1月31日公開の映画『念力』(ヨン・サンホ監督)でシム・ウンギョンは、幼いころに家を出た父親(リュ・スンリョン)が突然、超能力を使えるようになる中、それを見守る娘を演じた。映画では、父親が指一本触れることなく建物を丸ごと動かし、空を飛びまわるシーンが続く。こんな漫画のような設定を、2018年のソウルで起こった現実のように思わせるのがシム・ウンギョンだ。化粧っ気のない顔。水で洗い清めたかのように澄んだ黒い瞳。小さな震えや怒りを、縄跳びするかのように軽妙に行き来する表情。それを見た観客は、この想像の中の物語に夢中になるだろう。1月25日にソウル市鍾路区三清洞のカフェで対面したシム・ウンギョンは「リュ・スンリョン先輩が超能力者を演じるとしたら、私はすごく平凡な人間を演じなければならなかった。毎朝テレビで生活情報番組を見ながら、一生懸命働いてお金を稼いで一日一日を生きていく普通の人の姿を、一生懸命観察した」と語った。
シム・ウンギョンは11歳のとき演技を始めた。気が小さく恥ずかしがりな娘が心配だった両親が演技スクールに通わせた。2003年にドラマ『宮廷女官チャングムの誓い』(MBC)で子役として注目され、映画『サニー 永遠の仲間たち』(2011)、『王になった男』(2012)、『怪しい彼女』(2014)などに相次いで出演、いつしか「ヒット女優」と言われ始めた。
しかし、シム・ウンギョンは「振り返ってみると、そのころが私にとっては一番楽じゃない時期だった」と語る。「あまりにも突然、思いもかけない関心を一気に受けた。あちこちで人々に気付かれるようになり、インターネットには私の演技を評するコメントがどっとあふれた。負担に感じて萎縮していた。『次の作品でもし私がうまくできなかったらヒットしないんじゃないか』という悩みがのしかかってきた」
家でじっとしている日が多くなった。休んでも休んだような気がせず、眠っても眠った気がしなかった。「女優は本当に私に合っているのか」「今からでもほかの仕事を探すべきでは」とも悩んだ。そんなときに『念力』と出会った。撮影現場でリュ・スンリョンは、頭を抱えて演技のトーンについて悩むシム・ウンギョンを呼び寄せ、言った。「君の年なら悩まずにそのままぶつかっていい。
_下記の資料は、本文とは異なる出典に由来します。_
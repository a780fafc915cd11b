//! Utility macros for reducing boilerplate

/// Macro to implement `FromRef<AppState>` for state extractors.
///
/// # Example
/// ```ignore
/// impl_from_ref!(Arc<AgentStore>, store);
/// // Expands to:
/// impl axum::extract::FromRef<AppState> for Arc<AgentStore> {
///     fn from_ref(state: &AppState) -> Self {
///         state.store.clone()
///     }
/// }
/// ```
#[macro_export]
macro_rules! impl_from_ref {
    ($type:ty, $field:ident) => {
        impl axum::extract::FromRef<$crate::state::AppState> for $type {
            fn from_ref(state: &$crate::state::AppState) -> Self {
                state.$field.clone()
            }
        }
    };
}
//! Shared application state for Axum routers.

use std::sync::Arc;
use std::time::{Duration, Instant};

use cyberdash_core::DriftConfig;
use cyberdash_llm::{GeminiChatProvider, ProviderRegistry};

use crate::config::ApiConfig;
use crate::error::ApiResult;
use crate::events::AlertHub;
use crate::store::AgentStore;

/// Application-wide state shared across all routes.
#[derive(Clone)]
pub struct AppState {
    /// The in-memory agent roster.
    pub store: Arc<AgentStore>,
    /// Live alert fan-out.
    pub hub: AlertHub,
    /// Chat backend, if one is configured.
    pub providers: Arc<ProviderRegistry>,
    pub start_time: Instant,
}

crate::impl_from_ref!(Arc<AgentStore>, store);
crate::impl_from_ref!(AlertHub, hub);
crate::impl_from_ref!(Arc<ProviderRegistry>, providers);
crate::impl_from_ref!(Instant, start_time);

impl AppState {
    pub fn new(store: Arc<AgentStore>, hub: AlertHub, providers: ProviderRegistry) -> Self {
        Self {
            store,
            hub,
            providers: Arc::new(providers),
            start_time: Instant::now(),
        }
    }

    /// Build the roster, alert hub and chat provider from configuration.
    pub fn from_config(config: &ApiConfig) -> ApiResult<Self> {
        let store = AgentStore::seeded(
            config.generator_config(),
            DriftConfig {
                risk_scale: config.risk_scale,
            },
        )?;
        let hub = AlertHub::new(config.events_capacity);

        let mut providers = ProviderRegistry::new();
        match &config.gemini_api_key {
            Some(key) => {
                let provider = GeminiChatProvider::new(
                    key.clone(),
                    config.gemini_model.clone(),
                    config.chat_timeout,
                )?
                .with_system_prompt(config.chat_system_prompt.clone());
                providers.register_chat(Arc::new(provider));
                tracing::info!(model = %config.gemini_model, "Chat provider registered");
            }
            None => tracing::warn!("GEMINI_API_KEY not set; chat endpoint disabled"),
        }

        Ok(Self::new(Arc::new(store), hub, providers))
    }

    pub fn uptime(&self) -> Duration {
        self.start_time.elapsed()
    }
}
もっと思い切り遊んで、もっと思い切り歩き回って、もっと思い切り動いて」。ヨン監督も言った。「ちょうど今くらいやればいい。もっとうまくやろうと悩むな」。シム・ウンギョンは「それまでは撮影を、難しい数学の問題を解くような気持ちでやっていたとすると、今回は本当に遊んでいるかのようにできた。これもプロセスなのだろうか」と尋ねた。その黒くて丸い瞳を見ながら、再びうなずいた。その通り。